Task instructions -> Only the number is wanted: how many lines of these entries contain the word "nodes"?

Supplied records ->
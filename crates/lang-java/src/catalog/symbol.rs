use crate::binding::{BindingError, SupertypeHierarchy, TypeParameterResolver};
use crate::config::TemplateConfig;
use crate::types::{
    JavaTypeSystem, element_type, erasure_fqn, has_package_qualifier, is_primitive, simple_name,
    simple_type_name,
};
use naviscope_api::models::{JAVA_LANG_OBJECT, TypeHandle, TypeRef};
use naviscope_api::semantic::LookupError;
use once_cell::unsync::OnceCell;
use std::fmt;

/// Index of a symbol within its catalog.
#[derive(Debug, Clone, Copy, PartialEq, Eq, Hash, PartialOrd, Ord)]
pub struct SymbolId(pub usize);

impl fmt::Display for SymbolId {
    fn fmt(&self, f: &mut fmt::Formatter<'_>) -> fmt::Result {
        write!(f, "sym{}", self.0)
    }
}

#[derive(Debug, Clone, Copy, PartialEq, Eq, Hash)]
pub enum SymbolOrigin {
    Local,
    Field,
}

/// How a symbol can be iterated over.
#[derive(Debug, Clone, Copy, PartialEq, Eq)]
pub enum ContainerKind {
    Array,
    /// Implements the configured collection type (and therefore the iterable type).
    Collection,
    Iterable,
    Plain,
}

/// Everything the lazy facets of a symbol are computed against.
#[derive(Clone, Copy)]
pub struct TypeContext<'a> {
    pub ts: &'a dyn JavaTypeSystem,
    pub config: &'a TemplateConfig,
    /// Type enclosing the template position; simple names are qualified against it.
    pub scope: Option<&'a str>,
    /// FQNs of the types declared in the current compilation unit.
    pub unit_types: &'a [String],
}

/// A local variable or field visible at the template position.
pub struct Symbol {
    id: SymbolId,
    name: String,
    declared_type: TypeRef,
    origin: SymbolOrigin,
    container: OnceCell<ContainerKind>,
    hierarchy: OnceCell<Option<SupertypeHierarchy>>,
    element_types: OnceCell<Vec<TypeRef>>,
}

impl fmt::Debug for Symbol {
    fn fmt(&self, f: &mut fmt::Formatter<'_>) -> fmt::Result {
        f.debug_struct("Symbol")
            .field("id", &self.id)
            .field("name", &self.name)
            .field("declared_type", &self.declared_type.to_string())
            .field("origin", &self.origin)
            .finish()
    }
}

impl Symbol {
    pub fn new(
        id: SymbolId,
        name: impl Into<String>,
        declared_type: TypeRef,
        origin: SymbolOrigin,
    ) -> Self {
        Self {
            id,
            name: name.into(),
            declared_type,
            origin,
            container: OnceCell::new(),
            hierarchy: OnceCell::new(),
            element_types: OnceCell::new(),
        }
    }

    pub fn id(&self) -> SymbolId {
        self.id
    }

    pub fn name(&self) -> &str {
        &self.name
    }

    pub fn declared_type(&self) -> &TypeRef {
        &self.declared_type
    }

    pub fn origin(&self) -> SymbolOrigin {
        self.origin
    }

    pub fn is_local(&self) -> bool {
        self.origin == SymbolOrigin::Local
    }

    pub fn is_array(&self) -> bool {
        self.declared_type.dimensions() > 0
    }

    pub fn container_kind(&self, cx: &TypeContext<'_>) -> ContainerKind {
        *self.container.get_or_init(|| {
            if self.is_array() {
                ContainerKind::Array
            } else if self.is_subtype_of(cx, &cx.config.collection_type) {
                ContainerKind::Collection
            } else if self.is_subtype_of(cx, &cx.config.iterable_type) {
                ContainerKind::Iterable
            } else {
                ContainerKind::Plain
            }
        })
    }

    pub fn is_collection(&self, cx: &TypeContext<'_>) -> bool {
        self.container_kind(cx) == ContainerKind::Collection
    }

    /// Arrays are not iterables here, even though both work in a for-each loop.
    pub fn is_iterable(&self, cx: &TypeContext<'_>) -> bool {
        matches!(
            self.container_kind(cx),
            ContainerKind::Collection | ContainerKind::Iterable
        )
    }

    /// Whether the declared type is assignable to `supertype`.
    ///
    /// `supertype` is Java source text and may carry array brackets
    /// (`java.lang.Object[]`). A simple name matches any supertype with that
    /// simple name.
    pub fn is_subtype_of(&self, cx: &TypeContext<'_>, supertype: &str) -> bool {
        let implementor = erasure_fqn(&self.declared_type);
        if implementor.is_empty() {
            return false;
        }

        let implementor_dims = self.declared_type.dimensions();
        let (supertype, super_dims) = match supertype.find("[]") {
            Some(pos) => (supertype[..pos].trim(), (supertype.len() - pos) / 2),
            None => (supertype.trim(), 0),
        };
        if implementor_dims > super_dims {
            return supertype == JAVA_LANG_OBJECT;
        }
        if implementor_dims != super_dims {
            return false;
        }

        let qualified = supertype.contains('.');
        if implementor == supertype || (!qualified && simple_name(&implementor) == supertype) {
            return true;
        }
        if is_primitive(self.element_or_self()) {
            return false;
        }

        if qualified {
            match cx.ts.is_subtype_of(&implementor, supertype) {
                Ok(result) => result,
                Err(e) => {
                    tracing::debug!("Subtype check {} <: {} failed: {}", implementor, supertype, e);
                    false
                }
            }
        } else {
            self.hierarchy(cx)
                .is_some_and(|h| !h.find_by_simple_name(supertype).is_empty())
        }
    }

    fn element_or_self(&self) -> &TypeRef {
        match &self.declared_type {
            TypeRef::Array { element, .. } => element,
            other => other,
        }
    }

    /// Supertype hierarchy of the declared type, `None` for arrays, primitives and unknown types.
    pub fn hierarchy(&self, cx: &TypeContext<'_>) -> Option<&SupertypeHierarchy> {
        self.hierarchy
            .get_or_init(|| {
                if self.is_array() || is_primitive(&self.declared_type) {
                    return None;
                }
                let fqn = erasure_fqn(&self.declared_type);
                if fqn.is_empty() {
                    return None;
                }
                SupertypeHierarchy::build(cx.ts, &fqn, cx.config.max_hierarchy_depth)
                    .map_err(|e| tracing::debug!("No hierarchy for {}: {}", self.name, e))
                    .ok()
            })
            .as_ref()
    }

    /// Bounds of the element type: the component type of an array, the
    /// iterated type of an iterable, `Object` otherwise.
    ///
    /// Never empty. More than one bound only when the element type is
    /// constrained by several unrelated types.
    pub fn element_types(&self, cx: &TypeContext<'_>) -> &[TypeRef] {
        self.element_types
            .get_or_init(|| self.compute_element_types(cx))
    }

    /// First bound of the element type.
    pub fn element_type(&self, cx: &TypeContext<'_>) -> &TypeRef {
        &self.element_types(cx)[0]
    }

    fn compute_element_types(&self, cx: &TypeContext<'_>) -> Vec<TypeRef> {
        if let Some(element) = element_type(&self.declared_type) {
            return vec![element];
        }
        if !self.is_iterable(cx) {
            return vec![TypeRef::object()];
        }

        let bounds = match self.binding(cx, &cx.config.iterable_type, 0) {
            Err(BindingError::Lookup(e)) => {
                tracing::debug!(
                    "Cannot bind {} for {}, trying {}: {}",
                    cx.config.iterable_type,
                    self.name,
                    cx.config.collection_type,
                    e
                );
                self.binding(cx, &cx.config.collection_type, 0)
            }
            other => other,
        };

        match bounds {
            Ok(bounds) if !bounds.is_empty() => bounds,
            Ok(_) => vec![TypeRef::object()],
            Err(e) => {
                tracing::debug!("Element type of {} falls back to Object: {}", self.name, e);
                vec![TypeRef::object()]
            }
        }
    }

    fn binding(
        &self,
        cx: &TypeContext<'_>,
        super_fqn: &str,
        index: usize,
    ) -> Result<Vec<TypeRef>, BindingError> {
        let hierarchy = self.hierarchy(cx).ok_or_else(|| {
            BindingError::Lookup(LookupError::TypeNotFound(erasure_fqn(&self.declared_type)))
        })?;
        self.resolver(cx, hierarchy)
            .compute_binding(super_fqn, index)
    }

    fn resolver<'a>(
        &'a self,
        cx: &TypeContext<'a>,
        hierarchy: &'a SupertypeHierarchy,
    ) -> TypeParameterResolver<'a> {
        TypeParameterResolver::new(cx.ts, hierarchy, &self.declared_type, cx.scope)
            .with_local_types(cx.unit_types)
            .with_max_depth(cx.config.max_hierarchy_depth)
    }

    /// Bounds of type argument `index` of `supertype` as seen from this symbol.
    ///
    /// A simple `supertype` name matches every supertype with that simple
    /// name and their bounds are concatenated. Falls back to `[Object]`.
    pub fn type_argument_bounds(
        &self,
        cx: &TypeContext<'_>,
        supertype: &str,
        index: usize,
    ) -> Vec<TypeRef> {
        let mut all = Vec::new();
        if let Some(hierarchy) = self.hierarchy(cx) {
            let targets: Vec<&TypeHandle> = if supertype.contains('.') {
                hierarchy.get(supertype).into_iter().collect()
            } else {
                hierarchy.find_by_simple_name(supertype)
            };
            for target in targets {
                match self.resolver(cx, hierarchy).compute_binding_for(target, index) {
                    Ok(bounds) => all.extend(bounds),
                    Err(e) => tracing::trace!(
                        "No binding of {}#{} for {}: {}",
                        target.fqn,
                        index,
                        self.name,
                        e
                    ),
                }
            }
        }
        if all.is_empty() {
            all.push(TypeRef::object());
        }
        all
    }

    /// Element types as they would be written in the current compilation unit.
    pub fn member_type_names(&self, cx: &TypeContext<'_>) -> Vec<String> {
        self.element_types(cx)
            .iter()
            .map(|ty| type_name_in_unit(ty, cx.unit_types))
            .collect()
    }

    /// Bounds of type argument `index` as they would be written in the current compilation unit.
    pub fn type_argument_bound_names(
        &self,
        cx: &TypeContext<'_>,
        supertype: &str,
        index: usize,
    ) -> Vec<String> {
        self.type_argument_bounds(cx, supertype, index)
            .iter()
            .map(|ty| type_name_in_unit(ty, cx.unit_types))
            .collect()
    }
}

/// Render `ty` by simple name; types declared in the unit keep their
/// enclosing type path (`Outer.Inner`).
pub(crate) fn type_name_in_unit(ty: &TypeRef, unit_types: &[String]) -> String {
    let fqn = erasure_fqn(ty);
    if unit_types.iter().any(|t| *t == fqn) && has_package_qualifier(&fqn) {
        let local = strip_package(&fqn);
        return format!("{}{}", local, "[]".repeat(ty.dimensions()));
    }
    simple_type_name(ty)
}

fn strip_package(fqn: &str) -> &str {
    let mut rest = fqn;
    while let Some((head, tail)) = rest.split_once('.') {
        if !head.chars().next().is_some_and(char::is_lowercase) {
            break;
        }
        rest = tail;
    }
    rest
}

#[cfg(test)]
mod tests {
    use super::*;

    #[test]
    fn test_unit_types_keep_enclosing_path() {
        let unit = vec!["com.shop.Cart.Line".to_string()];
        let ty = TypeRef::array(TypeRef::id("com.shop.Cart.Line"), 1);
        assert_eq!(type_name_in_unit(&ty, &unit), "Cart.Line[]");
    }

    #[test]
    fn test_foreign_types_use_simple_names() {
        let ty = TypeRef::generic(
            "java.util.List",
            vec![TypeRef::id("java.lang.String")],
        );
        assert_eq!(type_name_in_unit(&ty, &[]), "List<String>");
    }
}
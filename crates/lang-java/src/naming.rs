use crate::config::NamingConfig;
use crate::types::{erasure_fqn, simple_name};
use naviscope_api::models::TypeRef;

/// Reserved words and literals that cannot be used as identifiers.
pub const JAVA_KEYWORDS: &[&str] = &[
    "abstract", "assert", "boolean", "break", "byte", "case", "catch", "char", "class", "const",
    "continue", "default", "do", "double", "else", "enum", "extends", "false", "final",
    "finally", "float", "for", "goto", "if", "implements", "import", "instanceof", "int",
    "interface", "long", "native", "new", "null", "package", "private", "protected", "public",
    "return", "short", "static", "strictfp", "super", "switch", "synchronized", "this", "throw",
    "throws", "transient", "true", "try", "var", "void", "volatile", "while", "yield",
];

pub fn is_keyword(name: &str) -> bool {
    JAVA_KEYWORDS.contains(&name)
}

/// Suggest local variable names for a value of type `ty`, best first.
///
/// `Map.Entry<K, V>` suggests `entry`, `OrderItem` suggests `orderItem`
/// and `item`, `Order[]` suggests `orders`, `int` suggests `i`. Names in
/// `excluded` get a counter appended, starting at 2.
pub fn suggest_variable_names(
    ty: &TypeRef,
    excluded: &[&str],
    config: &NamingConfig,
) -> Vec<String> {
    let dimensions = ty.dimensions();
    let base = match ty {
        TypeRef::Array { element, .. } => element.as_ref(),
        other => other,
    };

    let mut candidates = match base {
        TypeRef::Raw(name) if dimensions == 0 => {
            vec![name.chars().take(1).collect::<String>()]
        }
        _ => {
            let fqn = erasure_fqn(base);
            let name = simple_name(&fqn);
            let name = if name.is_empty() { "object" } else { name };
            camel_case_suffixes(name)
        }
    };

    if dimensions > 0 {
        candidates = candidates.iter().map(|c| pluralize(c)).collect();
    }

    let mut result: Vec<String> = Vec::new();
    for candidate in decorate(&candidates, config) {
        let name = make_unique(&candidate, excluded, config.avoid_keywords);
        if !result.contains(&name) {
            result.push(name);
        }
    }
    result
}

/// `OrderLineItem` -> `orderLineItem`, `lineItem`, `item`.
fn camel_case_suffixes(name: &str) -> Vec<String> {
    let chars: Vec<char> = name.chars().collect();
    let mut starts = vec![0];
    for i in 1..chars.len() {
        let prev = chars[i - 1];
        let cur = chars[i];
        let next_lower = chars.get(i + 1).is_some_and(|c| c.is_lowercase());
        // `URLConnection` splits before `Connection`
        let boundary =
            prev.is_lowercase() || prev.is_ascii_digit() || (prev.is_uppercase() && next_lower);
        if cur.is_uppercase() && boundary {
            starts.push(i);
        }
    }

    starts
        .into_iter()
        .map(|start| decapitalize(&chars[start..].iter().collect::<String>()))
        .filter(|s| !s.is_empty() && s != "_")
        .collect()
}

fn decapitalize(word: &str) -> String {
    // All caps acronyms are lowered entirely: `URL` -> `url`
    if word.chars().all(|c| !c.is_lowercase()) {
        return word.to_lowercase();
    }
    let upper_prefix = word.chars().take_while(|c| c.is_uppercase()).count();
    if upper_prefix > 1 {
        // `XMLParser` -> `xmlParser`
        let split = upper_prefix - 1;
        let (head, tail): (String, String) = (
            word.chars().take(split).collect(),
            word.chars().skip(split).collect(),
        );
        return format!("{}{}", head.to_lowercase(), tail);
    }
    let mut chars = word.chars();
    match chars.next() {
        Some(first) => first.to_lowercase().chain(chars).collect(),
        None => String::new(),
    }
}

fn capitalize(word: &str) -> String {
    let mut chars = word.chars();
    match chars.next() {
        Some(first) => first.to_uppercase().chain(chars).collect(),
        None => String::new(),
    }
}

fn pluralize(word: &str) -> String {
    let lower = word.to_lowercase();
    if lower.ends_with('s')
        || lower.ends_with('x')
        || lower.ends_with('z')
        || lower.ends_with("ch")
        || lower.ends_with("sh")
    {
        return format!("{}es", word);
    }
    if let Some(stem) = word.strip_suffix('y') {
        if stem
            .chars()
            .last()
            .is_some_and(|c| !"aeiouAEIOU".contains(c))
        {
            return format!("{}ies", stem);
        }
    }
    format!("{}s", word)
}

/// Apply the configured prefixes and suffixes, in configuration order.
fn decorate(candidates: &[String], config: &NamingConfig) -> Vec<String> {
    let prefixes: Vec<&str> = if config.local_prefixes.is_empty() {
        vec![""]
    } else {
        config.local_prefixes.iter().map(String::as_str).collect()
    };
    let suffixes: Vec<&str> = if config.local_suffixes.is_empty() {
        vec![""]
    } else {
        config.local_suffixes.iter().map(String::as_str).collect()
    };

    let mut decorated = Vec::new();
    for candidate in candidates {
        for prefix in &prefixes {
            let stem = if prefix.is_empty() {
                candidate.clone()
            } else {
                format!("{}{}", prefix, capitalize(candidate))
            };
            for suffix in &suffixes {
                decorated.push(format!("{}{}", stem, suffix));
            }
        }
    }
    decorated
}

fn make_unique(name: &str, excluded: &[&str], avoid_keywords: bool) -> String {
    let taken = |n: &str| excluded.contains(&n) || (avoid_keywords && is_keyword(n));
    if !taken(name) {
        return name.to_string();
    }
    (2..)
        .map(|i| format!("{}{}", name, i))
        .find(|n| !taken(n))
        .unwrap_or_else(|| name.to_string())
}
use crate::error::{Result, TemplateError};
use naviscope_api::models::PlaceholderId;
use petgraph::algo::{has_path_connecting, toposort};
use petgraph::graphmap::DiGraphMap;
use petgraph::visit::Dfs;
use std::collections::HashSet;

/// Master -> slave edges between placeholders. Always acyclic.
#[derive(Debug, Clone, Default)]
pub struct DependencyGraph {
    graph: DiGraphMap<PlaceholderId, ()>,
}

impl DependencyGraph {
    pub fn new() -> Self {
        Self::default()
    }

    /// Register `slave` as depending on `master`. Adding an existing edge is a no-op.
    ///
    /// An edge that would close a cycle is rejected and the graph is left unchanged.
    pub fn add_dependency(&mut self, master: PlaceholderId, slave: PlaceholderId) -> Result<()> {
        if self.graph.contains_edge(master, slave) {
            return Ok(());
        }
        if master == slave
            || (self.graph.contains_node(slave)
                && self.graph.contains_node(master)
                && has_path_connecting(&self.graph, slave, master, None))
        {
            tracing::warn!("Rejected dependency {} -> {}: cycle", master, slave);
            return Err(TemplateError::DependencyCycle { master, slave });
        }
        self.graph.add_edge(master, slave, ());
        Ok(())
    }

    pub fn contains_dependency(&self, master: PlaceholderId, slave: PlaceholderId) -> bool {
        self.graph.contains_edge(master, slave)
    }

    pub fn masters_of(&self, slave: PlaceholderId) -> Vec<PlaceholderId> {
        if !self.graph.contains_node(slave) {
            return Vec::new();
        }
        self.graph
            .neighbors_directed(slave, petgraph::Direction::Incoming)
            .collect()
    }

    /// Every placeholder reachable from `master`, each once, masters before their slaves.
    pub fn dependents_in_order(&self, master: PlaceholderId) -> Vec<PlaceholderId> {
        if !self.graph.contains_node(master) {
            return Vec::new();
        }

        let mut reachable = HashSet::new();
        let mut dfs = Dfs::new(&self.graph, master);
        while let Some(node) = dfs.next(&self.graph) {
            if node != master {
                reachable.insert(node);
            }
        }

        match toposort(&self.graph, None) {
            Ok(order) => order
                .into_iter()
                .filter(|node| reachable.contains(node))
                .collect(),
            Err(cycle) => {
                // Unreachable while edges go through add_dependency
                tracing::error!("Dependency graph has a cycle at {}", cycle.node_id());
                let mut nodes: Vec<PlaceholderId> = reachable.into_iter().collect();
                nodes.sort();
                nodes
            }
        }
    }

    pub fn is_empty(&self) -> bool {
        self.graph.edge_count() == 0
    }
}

Expected answer -> 3